====== Records provided

//! Pandash CLI entry point.

use pandash_lib::cli::{self, Cli};

#[tokio::main]
async fn main() -> anyhow::Result<()> {
    // Parse command-line arguments
    let cli = Cli::parse_args();

    // Execute the command
    cli::execute(cli).await?;
    Ok(())
}
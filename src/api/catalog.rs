//! Country catalog: the list behind the country selector.

use crate::core::{CountryOption, DashError, Result};
use serde::Deserialize;
use std::cmp::Ordering;
use unicode_normalization::{char::is_combining_mark, UnicodeNormalization};

/// Country record as returned by the catalog endpoint.
#[derive(Debug, Clone, Deserialize)]
pub struct RawCountry {
    /// Names
    pub name: RawName,
    /// ISO alpha-2 code
    #[serde(default)]
    pub cca2: Option<String>,
    /// Flag images
    #[serde(default)]
    pub flags: RawFlags,
}

/// Country names.
#[derive(Debug, Clone, Deserialize)]
pub struct RawName {
    /// Common name, e.g. "Japan"
    pub common: String,
    /// Official name; some records omit it
    #[serde(default)]
    pub official: String,
}

/// Flag image URLs.
#[derive(Debug, Clone, Default, Deserialize)]
pub struct RawFlags {
    /// SVG flag
    #[serde(default)]
    pub svg: Option<String>,
    /// PNG flag
    #[serde(default)]
    pub png: Option<String>,
}

impl RawCountry {
    /// Normalise into a selector option; `None` without a usable code.
    pub fn into_option(self) -> Option<CountryOption> {
        let code = self.cca2?.trim().to_ascii_lowercase();
        if code.len() != 2 {
            return None;
        }
        let search_text = format!("{} {} {}", self.name.common, self.name.official, code).to_lowercase();
        Some(CountryOption {
            flag_url: self.flags.svg.or(self.flags.png).unwrap_or_default(),
            display_name: self.name.common,
            search_text,
            code,
        })
    }
}

/// Sorted, immutable list of selectable countries.
#[derive(Debug, Clone, Default, PartialEq, Eq)]
pub struct CountryCatalog {
    options: Vec<CountryOption>,
}

impl CountryCatalog {
    /// Normalise and sort raw records by display name.
    pub fn from_raw(raw: Vec<RawCountry>) -> Self {
        let total = raw.len();
        let mut options: Vec<CountryOption> = raw.into_iter().filter_map(RawCountry::into_option).collect();
        if options.len() < total {
            tracing::warn!("Dropped {} catalog records without a two-letter code", total - options.len());
        }
        options.sort_by(|a, b| compare_names(&a.display_name, &b.display_name));
        Self { options }
    }

    /// All options in display order.
    pub fn options(&self) -> &[CountryOption] {
        &self.options
    }

    /// Number of countries.
    pub fn len(&self) -> usize {
        self.options.len()
    }

    /// True when the catalog holds nothing.
    pub fn is_empty(&self) -> bool {
        self.options.is_empty()
    }

    /// Options whose search text contains `query` (case-insensitive).
    pub fn search(&self, query: &str) -> Vec<&CountryOption> {
        let query = query.trim().to_lowercase();
        self.options.iter().filter(|o| o.matches(&query)).collect()
    }

    /// Look up an option by code.
    pub fn find(&self, code: &str) -> Option<&CountryOption> {
        self.options.iter().find(|o| o.code.eq_ignore_ascii_case(code))
    }
}

/// Locale-aware name ordering: accents and case are ignored first, the
/// raw string breaks ties.
pub fn compare_names(a: &str, b: &str) -> Ordering {
    collation_key(a).cmp(&collation_key(b)).then_with(|| a.cmp(b))
}

fn collation_key(name: &str) -> String {
    name.nfd()
        .filter(|c| !is_combining_mark(*c))
        .flat_map(char::to_lowercase)
        .collect()
}

/// Fetch and normalise the catalog.
pub async fn load_catalog(client: &reqwest::Client, url: &str) -> Result<CountryCatalog> {
    tracing::info!("Loading country catalog from {}", url);

    let response = client
        .get(url)
        .send()
        .await
        .map_err(|e| DashError::catalog(format!("request failed: {}", e)))?;

    if !response.status().is_success() {
        return Err(DashError::catalog(format!("HTTP {}", response.status())));
    }

    let raw: Vec<RawCountry> = response
        .json()
        .await
        .map_err(|e| DashError::catalog(format!("invalid payload: {}", e)))?;

    let catalog = CountryCatalog::from_raw(raw);
    tracing::info!("Loaded {} countries", catalog.len());
    Ok(catalog)
}
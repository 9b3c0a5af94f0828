//! Main application entry point for the dashboard.

use crate::api::{DataSource, HttpSource};
use crate::core::{Config, CountrySnapshot, Result};
use crate::series::{self, ChartSeries, DateRange};
use crate::stats;
use crate::tui;
use std::fmt::Write as _;
use std::sync::Arc;

/// Coordinates the data source and the front ends.
pub struct Application {
    /// Application configuration
    config: Arc<Config>,
    /// Where statistics come from
    source: Arc<dyn DataSource>,
}

impl Application {
    /// Create an application talking to the configured REST endpoints.
    pub fn new(config: Config) -> Result<Self> {
        let config = Arc::new(config);
        let source: Arc<dyn DataSource> = Arc::new(HttpSource::new(Arc::clone(&config))?);
        Ok(Self { config, source })
    }

    /// Create an application over any data source.
    pub fn with_source(config: Config, source: Arc<dyn DataSource>) -> Self {
        Self {
            config: Arc::new(config),
            source,
        }
    }

    /// Run the interactive dashboard.
    pub async fn run(self, range: Option<DateRange>) -> Result<()> {
        tracing::info!(country = %self.config.ui.default_country, "Starting dashboard");
        tui::run_dashboard(self.source, self.config, range).await
    }

    /// Fetch the default country once and render a plain-text summary.
    pub async fn report(&self, range: DateRange) -> Result<String> {
        let code = &self.config.ui.default_country;
        tracing::info!(country = %code, %range, "Fetching report");

        let snapshot = self.source.fetch_snapshot(code).await?;
        let chart = series::transform(&snapshot.history, &range)?;
        Ok(render_report(&snapshot, &chart))
    }

    /// Get a reference to the configuration.
    pub fn config(&self) -> &Config {
        &self.config
    }
}

fn render_report(snapshot: &CountrySnapshot, chart: &ChartSeries) -> String {
    let name = snapshot
        .stats
        .country
        .clone()
        .unwrap_or_else(|| snapshot.code.to_ascii_uppercase());

    let mut out = String::new();
    // Writing to a String cannot fail
    let _ = writeln!(
        out,
        "{} ({})  {} - {}",
        name,
        snapshot.code.to_ascii_uppercase(),
        chart.effective_start.format("%d-%m-%Y"),
        chart.effective_end.format("%d-%m-%Y")
    );
    let _ = writeln!(out);

    for card in stats::stat_cards(&snapshot.stats) {
        let marker = if card.estimated { " (est.)" } else { "" };
        let _ = writeln!(
            out,
            "{:<12} {:>10}{:<7} {:>8} {}",
            card.label, card.value, marker, card.percentage, card.percentage_label
        );
    }
    let _ = writeln!(out);

    for slice in stats::composition(&snapshot.stats) {
        let _ = writeln!(out, "{:<17} {:>16}", slice.label, stats::format_grouped(Some(slice.value)));
    }
    let _ = writeln!(out);

    let _ = writeln!(
        out,
        "Peak: {}M Cases on {}",
        chart.peak.value_label(),
        chart.peak.date.format("%d-%m-%Y")
    );
    out
}

#[cfg(test)]
mod tests {
    use super::*;
    use crate::core::{CurrentStats, HistoricalSeries};
    use chrono::NaiveDate;
    use std::collections::HashMap;

    fn snapshot() -> CountrySnapshot {
        let cases: HashMap<String, u64> = [("1/1/21", 100_000), ("1/2/21", 500_000), ("1/3/21", 300_000)]
            .into_iter()
            .map(|(k, v)| (k.to_string(), v))
            .collect();
        CountrySnapshot {
            code: "jp".to_string(),
            stats: CurrentStats {
                cases: 1000,
                deaths: 10,
                population: Some(10_000),
                country: Some("Japan".to_string()),
                ..CurrentStats::default()
            },
            history: HistoricalSeries::from_raw(&cases, &HashMap::new(), &HashMap::new()),
        }
    }

    #[test]
    fn test_report_lists_cards_and_peak() {
        let snapshot = snapshot();
        let range = DateRange::new(
            NaiveDate::from_ymd_opt(2020, 1, 1).unwrap(),
            NaiveDate::from_ymd_opt(2022, 1, 1).unwrap(),
            NaiveDate::from_ymd_opt(2023, 1, 1).unwrap(),
        )
        .unwrap();
        let chart = series::transform(&snapshot.history, &range).unwrap();

        let text = render_report(&snapshot, &chart);
        assert!(text.starts_with("Japan (JP)  01-01-2021 - 03-01-2021"));
        assert!(text.contains("Recoveries"));
        assert!(text.contains("(est.)"));
        assert!(text.contains("Peak: 0.5M Cases on 02-01-2021"));
    }
}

============

Problem to solve
Using the data above, reproduce exactly the lines from the line that contains "total - options.len());" through the line that contains "Options whose search", including both.

Output for this exercise
            tracing::warn!("Dropped {} catalog records without a two-letter code", total - options.len());
        }
        options.sort_by(|a, b| compare_names(&a.display_name, &b.display_name));
        Self { options }
    }

    /// All options in display order.
    pub fn options(&self) -> &[CountryOption] {
        &self.options
    }

    /// Number of countries.
    pub fn len(&self) -> usize {
        self.options.len()
    }

    /// True when the catalog holds nothing.
    pub fn is_empty(&self) -> bool {
        self.options.is_empty()
    }

    /// Options whose search text contains `query` (case-insensitive).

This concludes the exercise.